--- START ---

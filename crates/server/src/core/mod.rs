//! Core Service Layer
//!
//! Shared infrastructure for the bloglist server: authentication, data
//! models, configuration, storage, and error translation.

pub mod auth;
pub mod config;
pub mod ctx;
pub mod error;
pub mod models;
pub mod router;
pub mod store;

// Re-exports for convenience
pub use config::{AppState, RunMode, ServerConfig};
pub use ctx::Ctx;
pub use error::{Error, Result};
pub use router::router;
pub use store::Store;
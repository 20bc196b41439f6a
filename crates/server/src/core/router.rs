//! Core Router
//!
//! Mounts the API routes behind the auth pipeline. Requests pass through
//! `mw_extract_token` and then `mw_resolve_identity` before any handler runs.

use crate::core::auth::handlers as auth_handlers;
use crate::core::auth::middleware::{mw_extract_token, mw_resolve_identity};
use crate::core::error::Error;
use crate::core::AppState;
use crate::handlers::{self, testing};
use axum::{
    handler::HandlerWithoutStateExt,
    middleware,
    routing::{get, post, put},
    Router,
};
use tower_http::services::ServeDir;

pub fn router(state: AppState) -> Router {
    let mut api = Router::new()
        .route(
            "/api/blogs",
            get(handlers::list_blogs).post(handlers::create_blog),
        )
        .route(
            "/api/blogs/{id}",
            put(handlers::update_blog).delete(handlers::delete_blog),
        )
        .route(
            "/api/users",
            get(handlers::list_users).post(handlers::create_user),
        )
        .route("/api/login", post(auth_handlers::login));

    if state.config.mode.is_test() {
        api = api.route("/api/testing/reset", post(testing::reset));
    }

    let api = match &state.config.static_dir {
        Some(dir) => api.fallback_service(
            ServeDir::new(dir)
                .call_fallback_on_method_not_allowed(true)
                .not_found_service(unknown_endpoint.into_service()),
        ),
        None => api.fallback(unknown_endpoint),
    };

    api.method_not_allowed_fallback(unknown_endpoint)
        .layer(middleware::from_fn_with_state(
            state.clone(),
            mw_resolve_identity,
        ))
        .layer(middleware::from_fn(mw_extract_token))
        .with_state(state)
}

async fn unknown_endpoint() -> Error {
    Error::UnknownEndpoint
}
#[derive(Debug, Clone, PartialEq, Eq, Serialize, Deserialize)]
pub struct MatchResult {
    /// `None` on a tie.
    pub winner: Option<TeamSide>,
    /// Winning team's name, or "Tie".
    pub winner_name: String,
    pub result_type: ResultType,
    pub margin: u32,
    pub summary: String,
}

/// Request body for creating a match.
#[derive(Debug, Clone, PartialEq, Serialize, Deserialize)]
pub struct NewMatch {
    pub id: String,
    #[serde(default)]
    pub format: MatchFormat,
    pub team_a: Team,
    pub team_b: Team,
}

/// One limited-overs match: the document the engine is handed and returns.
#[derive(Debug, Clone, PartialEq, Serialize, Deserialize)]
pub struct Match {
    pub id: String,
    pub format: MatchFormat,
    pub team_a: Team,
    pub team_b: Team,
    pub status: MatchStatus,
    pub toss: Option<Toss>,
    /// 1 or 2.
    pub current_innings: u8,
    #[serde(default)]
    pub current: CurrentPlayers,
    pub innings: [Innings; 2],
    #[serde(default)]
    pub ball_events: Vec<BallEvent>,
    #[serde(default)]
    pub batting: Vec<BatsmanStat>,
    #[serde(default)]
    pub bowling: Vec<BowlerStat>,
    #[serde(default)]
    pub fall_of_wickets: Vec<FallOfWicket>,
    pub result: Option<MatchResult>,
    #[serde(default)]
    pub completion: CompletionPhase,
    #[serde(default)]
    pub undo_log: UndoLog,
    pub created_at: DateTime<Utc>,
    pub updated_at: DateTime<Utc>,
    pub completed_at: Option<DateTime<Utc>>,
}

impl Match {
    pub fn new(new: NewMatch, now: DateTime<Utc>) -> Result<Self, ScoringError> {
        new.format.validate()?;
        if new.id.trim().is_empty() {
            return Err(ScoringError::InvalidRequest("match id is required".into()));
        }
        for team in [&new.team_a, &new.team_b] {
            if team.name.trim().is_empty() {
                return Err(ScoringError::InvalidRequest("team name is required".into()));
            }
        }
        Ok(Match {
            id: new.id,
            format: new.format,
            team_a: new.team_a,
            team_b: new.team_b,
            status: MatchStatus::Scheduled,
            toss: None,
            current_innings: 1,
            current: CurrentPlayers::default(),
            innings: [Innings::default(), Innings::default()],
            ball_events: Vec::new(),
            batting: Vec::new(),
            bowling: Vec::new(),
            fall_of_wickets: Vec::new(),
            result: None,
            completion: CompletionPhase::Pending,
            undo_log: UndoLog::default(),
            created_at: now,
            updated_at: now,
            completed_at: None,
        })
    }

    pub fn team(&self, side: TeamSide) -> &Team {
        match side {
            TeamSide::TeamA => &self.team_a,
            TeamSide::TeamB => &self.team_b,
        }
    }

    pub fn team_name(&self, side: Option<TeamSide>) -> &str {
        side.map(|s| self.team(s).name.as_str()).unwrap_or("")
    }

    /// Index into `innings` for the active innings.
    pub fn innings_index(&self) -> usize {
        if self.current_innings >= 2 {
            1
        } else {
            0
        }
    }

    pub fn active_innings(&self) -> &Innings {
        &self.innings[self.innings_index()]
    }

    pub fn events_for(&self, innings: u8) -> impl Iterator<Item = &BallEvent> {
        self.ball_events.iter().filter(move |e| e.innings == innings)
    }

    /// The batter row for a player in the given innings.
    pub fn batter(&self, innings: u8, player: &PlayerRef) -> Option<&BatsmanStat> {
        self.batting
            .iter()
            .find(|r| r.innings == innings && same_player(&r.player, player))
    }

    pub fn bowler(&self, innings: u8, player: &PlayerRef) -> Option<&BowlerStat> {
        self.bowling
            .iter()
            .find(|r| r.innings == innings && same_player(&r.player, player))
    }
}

--- END ---

— Exercise instructions —
Retype all of the entries precisely as they are.

— Problem solution —
filename crates/server/src/core/mod.rs
//! Core Service Layer
//!
//! Shared infrastructure for the bloglist server: authentication, data
//! models, configuration, storage, and error translation.

pub mod auth;
pub mod config;
pub mod ctx;
pub mod error;
pub mod models;
pub mod router;
pub mod store;

// Re-exports for convenience
pub use config::{AppState, RunMode, ServerConfig};
pub use ctx::Ctx;
pub use error::{Error, Result};
pub use router::router;
pub use store::Store;
repository 20bc196b41439f6a
filename crates/server/src/core/router.rs
//! Core Router
//!
//! Mounts the API routes behind the auth pipeline. Requests pass through
//! `mw_extract_token` and then `mw_resolve_identity` before any handler runs.

use crate::core::auth::handlers as auth_handlers;
use crate::core::auth::middleware::{mw_extract_token, mw_resolve_identity};
use crate::core::error::Error;
use crate::core::AppState;
use crate::handlers::{self, testing};
use axum::{
    handler::HandlerWithoutStateExt,
    middleware,
    routing::{get, post, put},
    Router,
};
use tower_http::services::ServeDir;

pub fn router(state: AppState) -> Router {
    let mut api = Router::new()
        .route(
            "/api/blogs",
            get(handlers::list_blogs).post(handlers::create_blog),
        )
        .route(
            "/api/blogs/{id}",
            put(handlers::update_blog).delete(handlers::delete_blog),
        )
        .route(
            "/api/users",
            get(handlers::list_users).post(handlers::create_user),
        )
        .route("/api/login", post(auth_handlers::login));

    if state.config.mode.is_test() {
        api = api.route("/api/testing/reset", post(testing::reset));
    }

    let api = match &state.config.static_dir {
        Some(dir) => api.fallback_service(
            ServeDir::new(dir)
                .call_fallback_on_method_not_allowed(true)
                .not_found_service(unknown_endpoint.into_service()),
        ),
        None => api.fallback(unknown_endpoint),
    };

    api.method_not_allowed_fallback(unknown_endpoint)
        .layer(middleware::from_fn_with_state(
            state.clone(),
            mw_resolve_identity,
        ))
        .layer(middleware::from_fn(mw_extract_token))
        .with_state(state)
}

async fn unknown_endpoint() -> Error {
    Error::UnknownEndpoint
}
#[derive(Debug, Clone, PartialEq, Eq, Serialize, Deserialize)]
pub struct MatchResult {
    /// `None` on a tie.
    pub winner: Option<TeamSide>,
    /// Winning team's name, or "Tie".
    pub winner_name: String,
    pub result_type: ResultType,
    pub margin: u32,
    pub summary: String,
}

/// Request body for creating a match.
#[derive(Debug, Clone, PartialEq, Serialize, Deserialize)]
pub struct NewMatch {
    pub id: String,
    #[serde(default)]
    pub format: MatchFormat,
    pub team_a: Team,
    pub team_b: Team,
}

/// One limited-overs match: the document the engine is handed and returns.
#[derive(Debug, Clone, PartialEq, Serialize, Deserialize)]
pub struct Match {
    pub id: String,
    pub format: MatchFormat,
    pub team_a: Team,
    pub team_b: Team,
    pub status: MatchStatus,
    pub toss: Option<Toss>,
    /// 1 or 2.
    pub current_innings: u8,
    #[serde(default)]
    pub current: CurrentPlayers,
    pub innings: [Innings; 2],
    #[serde(default)]
    pub ball_events: Vec<BallEvent>,
    #[serde(default)]
    pub batting: Vec<BatsmanStat>,
    #[serde(default)]
    pub bowling: Vec<BowlerStat>,
    #[serde(default)]
    pub fall_of_wickets: Vec<FallOfWicket>,
    pub result: Option<MatchResult>,
    #[serde(default)]
    pub completion: CompletionPhase,
    #[serde(default)]
    pub undo_log: UndoLog,
    pub created_at: DateTime<Utc>,
    pub updated_at: DateTime<Utc>,
    pub completed_at: Option<DateTime<Utc>>,
}

impl Match {
    pub fn new(new: NewMatch, now: DateTime<Utc>) -> Result<Self, ScoringError> {
        new.format.validate()?;
        if new.id.trim().is_empty() {
            return Err(ScoringError::InvalidRequest("match id is required".into()));
        }
        for team in [&new.team_a, &new.team_b] {
            if team.name.trim().is_empty() {
                return Err(ScoringError::InvalidRequest("team name is required".into()));
            }
        }
        Ok(Match {
            id: new.id,
            format: new.format,
            team_a: new.team_a,
            team_b: new.team_b,
            status: MatchStatus::Scheduled,
            toss: None,
            current_innings: 1,
            current: CurrentPlayers::default(),
            innings: [Innings::default(), Innings::default()],
            ball_events: Vec::new(),
            batting: Vec::new(),
            bowling: Vec::new(),
            fall_of_wickets: Vec::new(),
            result: None,
            completion: CompletionPhase::Pending,
            undo_log: UndoLog::default(),
            created_at: now,
            updated_at: now,
            completed_at: None,
        })
    }

    pub fn team(&self, side: TeamSide) -> &Team {
        match side {
            TeamSide::TeamA => &self.team_a,
            TeamSide::TeamB => &self.team_b,
        }
    }

    pub fn team_name(&self, side: Option<TeamSide>) -> &str {
        side.map(|s| self.team(s).name.as_str()).unwrap_or("")
    }

    /// Index into `innings` for the active innings.
    pub fn innings_index(&self) -> usize {
        if self.current_innings >= 2 {
            1
        } else {
            0
        }
    }

    pub fn active_innings(&self) -> &Innings {
        &self.innings[self.innings_index()]
    }

    pub fn events_for(&self, innings: u8) -> impl Iterator<Item = &BallEvent> {
        self.ball_events.iter().filter(move |e| e.innings == innings)
    }

    /// The batter row for a player in the given innings.
    pub fn batter(&self, innings: u8, player: &PlayerRef) -> Option<&BatsmanStat> {
        self.batting
            .iter()
            .find(|r| r.innings == innings && same_player(&r.player, player))
    }

    pub fn bowler(&self, innings: u8, player: &PlayerRef) -> Option<&BowlerStat> {
        self.bowling
            .iter()
            .find(|r| r.innings == innings && same_player(&r.player, player))
    }
}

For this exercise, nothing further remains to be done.